研究人员进一步分析了已知的生物膜相关基因的表达情况。结果显示，在MRSA生物膜中，编码多糖细胞间粘附素（PIA）合成的icaADBC操纵子、细胞外基质结合蛋白（Embp）、纤维连接蛋白结合蛋白A（fnbA）以及表面蛋白C（sasC）均显著上调。相比之下，MSSA生物膜中这些基因的表达均不显著。这一发现挑战了以往认为MSSA生物膜主要依赖于ica（ica-dependent）而MRSA不依赖（ica-independent）的观点。同时，研究也发现MSSA生物膜中上调的基因更多与代谢维持和压力适应相关，如金黄色葡萄球菌分泌抗原A（ssaA）、类胡萝卜素（金黄色葡萄球菌黄素）生物合成基因（crtP和crtO）以及甘油摄取通道蛋白（glpF）。

本研究通过比较转录组学分析，首次在相同实验条件下系统揭示了临床分离的MRSA与MSSA菌株在生物膜形成中的分子差异。核心结论是：MRSA与MSSA的生物膜细胞具有截然不同的基因表达谱，表明其生物膜形成机制具有菌株特异性。

首先，在全局层面，MRSA生物膜表现出的差异表达基因数量远多于MSSA，提示MRSA可能采用了更为复杂和广泛的细胞应答来建立和维持生物膜。这暗示着甲氧西林耐药性不仅改变了抗生素敏感性，也可能重塑了与生物膜成熟和维持相关的全局转录网络。

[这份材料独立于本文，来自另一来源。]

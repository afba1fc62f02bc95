//! In-memory `JobStore`, backed by a `DashMap`. The one other crates and
//! integration tests should reach for — `schedora-core`'s own unit tests
//! keep a private, minimal double local to `executor.rs` instead of
//! depending back on this crate.

use async_trait::async_trait;
use chrono::{DateTime, Utc};
use dashmap::DashMap;
use schedora_core::dependency;
use schedora_core::error::{Result, SchedoraError};
use schedora_core::job::{ErrorDetails, Job, JobStatus, NewJob};
use schedora_core::state_machine;
use schedora_core::store::JobStore;
use serde_json::Value;
use std::sync::atomic::{AtomicI64, Ordering};
use uuid::Uuid;

/// Keyed by job id, with a side index from idempotency key so duplicate
/// inserts fail the same way the Postgres unique constraint would.
#[derive(Default)]
pub struct InMemoryJobStore {
    jobs: DashMap<Uuid, Job>,
    by_idempotency_key: DashMap<String, Uuid>,
    clock: AtomicI64,
}

impl InMemoryJobStore {
    pub fn new() -> Self {
        Self::default()
    }

    /// A monotonically increasing fake "now", so ordering assertions in
    /// tests don't depend on wall-clock resolution.
    fn tick(&self) -> DateTime<Utc> {
        let n = self.clock.fetch_add(1, Ordering::SeqCst);
        Utc::now() + chrono::Duration::nanoseconds(n)
    }

    fn predecessor_statuses(&self, job: &Job) -> Vec<JobStatus> {
        job.dependencies
            .iter()
            .filter_map(|id| self.jobs.get(id).map(|j| j.status))
            .collect()
    }
}

#[async_trait]
impl JobStore for InMemoryJobStore {
    async fn insert_job(&self, new_job: NewJob) -> Result<Job> {
        if let Some(existing) = self.by_idempotency_key.get(&new_job.idempotency_key) {
            return Err(SchedoraError::DuplicateIdempotencyKey {
                key: new_job.idempotency_key,
                existing_job_id: *existing,
            });
        }
        let now = self.tick();
        let job_id = Uuid::new_v4();
        let dependencies = new_job.parent_job_id.into_iter().collect::<Vec<_>>();
        let job = Job {
            job_id,
            idempotency_key: new_job.idempotency_key.clone(),
            job_type: new_job.job_type,
            payload: new_job.payload,
            priority: new_job.priority,
            scheduled_at: new_job.scheduled_at.unwrap_or(now),
            max_retries: new_job.max_retries,
            retry_count: 0,
            retry_policy: new_job.retry_policy,
            timeout_seconds: new_job.timeout_seconds,
            status: JobStatus::Pending,
            worker_id: None,
            started_at: None,
            completed_at: None,
            error_message: None,
            error_details: None,
            result: None,
            dependencies,
            created_at: now,
            updated_at: now,
        };
        self.by_idempotency_key.insert(new_job.idempotency_key, job_id);
        self.jobs.insert(job_id, job.clone());
        Ok(job)
    }

    async fn get_job(&self, job_id: Uuid) -> Result<Job> {
        self.jobs.get(&job_id).map(|j| j.clone()).ok_or(SchedoraError::JobNotFound(job_id))
    }

    async fn cancel_job(&self, job_id: Uuid) -> Result<Job> {
        let mut entry = self.jobs.get_mut(&job_id).ok_or(SchedoraError::JobNotFound(job_id))?;
        state_machine::validate_transition(entry.status, JobStatus::Canceled)?;
        entry.status = JobStatus::Canceled;
        entry.updated_at = self.tick();
        Ok(entry.clone())
    }

    async fn claim_batch(&self, worker_id: &str, limit: i64) -> Result<Vec<Job>> {
        let now = Utc::now();
        let mut candidates: Vec<Uuid> = self
            .jobs
            .iter()
            .filter(|e| e.status == JobStatus::Pending && e.scheduled_at <= now)
            .filter(|e| dependency::dependencies_met(&self.predecessor_statuses(&e)))
            .map(|e| e.job_id)
            .collect();
        candidates.sort();
        candidates.truncate(limit.max(0) as usize);

        let mut claimed = Vec::with_capacity(candidates.len());
        for job_id in candidates {
            if let Some(mut entry) = self.jobs.get_mut(&job_id) {
                if entry.status == JobStatus::Pending {
                    entry.status = JobStatus::Scheduled;
                    entry.worker_id = Some(worker_id.to_string());
                    entry.updated_at = self.tick();
                    claimed.push(entry.clone());
                }
            }
        }
        Ok(claimed)
    }

    async fn claim_optimistic(&self, job_id: Uuid, worker_id: &str) -> Result<Option<Job>> {
        let Some(mut entry) = self.jobs.get_mut(&job_id) else {
            return Ok(None);
        };
        if entry.status != JobStatus::Pending {
            return Ok(None);
        }
        entry.status = JobStatus::Scheduled;
        entry.worker_id = Some(worker_id.to_string());
        entry.updated_at = self.tick();
        Ok(Some(entry.clone()))
    }

    async fn mark_running(&self, job_id: Uuid) -> Result<Job> {
        let mut entry = self.jobs.get_mut(&job_id).ok_or(SchedoraError::JobNotFound(job_id))?;
        state_machine::validate_transition(entry.status, JobStatus::Running)?;
        let now = self.tick();
        entry.status = JobStatus::Running;
        entry.started_at = Some(now);
        entry.updated_at = now;
        Ok(entry.clone())
    }

    async fn mark_success(&self, job_id: Uuid, result: Value) -> Result<Job> {
        let mut entry = self.jobs.get_mut(&job_id).ok_or(SchedoraError::JobNotFound(job_id))?;
        state_machine::validate_transition(entry.status, JobStatus::Success)?;
        let now = self.tick();
        entry.status = JobStatus::Success;
        entry.result = Some(result);
        entry.completed_at = Some(now);
        entry.updated_at = now;
        Ok(entry.clone())
    }

    async fn mark_failed(&self, job_id: Uuid, error_message: &str, error_details: Value) -> Result<Job> {
        let mut entry = self.jobs.get_mut(&job_id).ok_or(SchedoraError::JobNotFound(job_id))?;
        state_machine::validate_transition(entry.status, JobStatus::Failed)?;
        let now = self.tick();
        entry.status = JobStatus::Failed;
        entry.error_message = Some(error_message.to_string());
        entry.error_details = serde_json::from_value::<ErrorDetails>(error_details.clone())
            .ok()
            .or_else(|| Some(ErrorDetails::with_extra("unknown", error_details)));
        entry.completed_at = Some(now);
        entry.updated_at = now;
        Ok(entry.clone())
    }

    async fn mark_retrying_scheduled(&self, job_id: Uuid, next_scheduled_at: DateTime<Utc>) -> Result<Job> {
        let mut entry = self.jobs.get_mut(&job_id).ok_or(SchedoraError::JobNotFound(job_id))?;
        state_machine::validate_transition(entry.status, JobStatus::Retrying)?;
        state_machine::validate_transition(JobStatus::Retrying, JobStatus::Scheduled)?;
        entry.status = JobStatus::Scheduled;
        entry.retry_count += 1;
        entry.scheduled_at = next_scheduled_at;
        entry.worker_id = None;
        entry.updated_at = self.tick();
        Ok(entry.clone())
    }

    async fn mark_dead(&self, job_id: Uuid) -> Result<Job> {
        let mut entry = self.jobs.get_mut(&job_id).ok_or(SchedoraError::JobNotFound(job_id))?;
        state_machine::validate_transition(entry.status, JobStatus::Dead)?;
        entry.status = JobStatus::Dead;
        entry.updated_at = self.tick();
        Ok(entry.clone())
    }

    async fn reclaim_to_pending(&self, job_id: Uuid) -> Result<Option<Job>> {
        let Some(mut entry) = self.jobs.get_mut(&job_id) else {
            return Ok(None);
        };
        if entry.status != JobStatus::Running {
            return Ok(None);
        }
        entry.status = JobStatus::Pending;
        entry.worker_id = None;
        entry.started_at = None;
        entry.updated_at = self.tick();
        Ok(Some(entry.clone()))
    }

    async fn ready_jobs(&self, limit: i64) -> Result<Vec<Job>> {
        let now = Utc::now();
        let mut ready: Vec<Job> = self
            .jobs
            .iter()
            .filter(|e| e.status == JobStatus::Pending && e.scheduled_at <= now)
            .filter(|e| dependency::dependencies_met(&self.predecessor_statuses(&e)))
            .map(|e| e.clone())
            .collect();
        ready.sort_by(|a, b| b.priority.cmp(&a.priority).then(a.created_at.cmp(&b.created_at)));
        ready.truncate(limit.max(0) as usize);
        Ok(ready)
    }

    async fn blocked_jobs(&self) -> Result<Vec<Job>> {
        Ok(self
            .jobs
            .iter()
            .filter(|e| e.status == JobStatus::Pending)
            .filter(|e| dependency::has_failed_dependencies(&self.predecessor_statuses(&e)))
            .map(|e| e.clone())
            .collect())
    }
}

其次，在关键通路层面，MRSA生物膜中氨基酸（特别是精氨酸）生物合成等核心代谢通路被显著激活。这可能是对生物膜内部营养匮乏微环境的一种适应策略，通过上调自身合成能力来保证基本生命活动，并可能通过精氨酸代谢影响抗生素耐受性。而MSSA生物膜则更侧重于能量代谢、特定代谢物（如甘油）摄取以及氧化应激保护（通过金黄色葡萄球菌黄素合成），更多体现了对生物膜内部维持和宿主防御压力的适应。

最重要的是，在经典的生物膜形成基因表达上，MRSA显著上调了多个关键的粘附和聚集相关基因。其中，fnbA和Embp的上调与之前的研究一致，强调了它们在MRSA粘附于宿主组织蛋白（如纤连蛋白）和增强生物膜结构稳定性中的核心作用。而sasC的上调则与更强的细胞聚集和生物膜生物量积累相关。尤为值得注意的是，icaADBC操纵子在MRSA生物膜中的显著上调，与一些基于基因检测（如PCR）的研究中MRSA携带ica基因频率更高的发现相符，但与部分认为MRSA生物膜是“ica-非依赖性”的观点相左。这提示icaADBC的表达本身可能不是区分菌株生物膜形成能力的绝对标志，其作用可能受到菌株背景和生长环境的复杂调控。

综上所述，这项研究揭示了MRSA与MSSA在生物膜形成中采取了不同的“分子策略”：MRSA更依赖于强力激活一系列已知的粘附、聚集和基质相关基因来“积极构建”生物膜；而MSSA则可能更多地依赖基础代谢的调整和压力耐受基因来“维持”其生物膜状态。这些发现增进了我们对耐药与敏感金黄色葡萄球菌生物膜生物学差异的理解，为未来开发针对MRSA顽固生物膜感染的、更具特异性的抗生物膜疗法（例如靶向fnbA、Embp或精氨酸代谢通路）提供了潜在的分子靶点。然而，本研究作为一项探索性研究，样本量有限且未包含生物学重复，其结论的普适性有待未来在更大规模菌株集合中，结合定量PCR和基因功能验证实验加以确认和深化。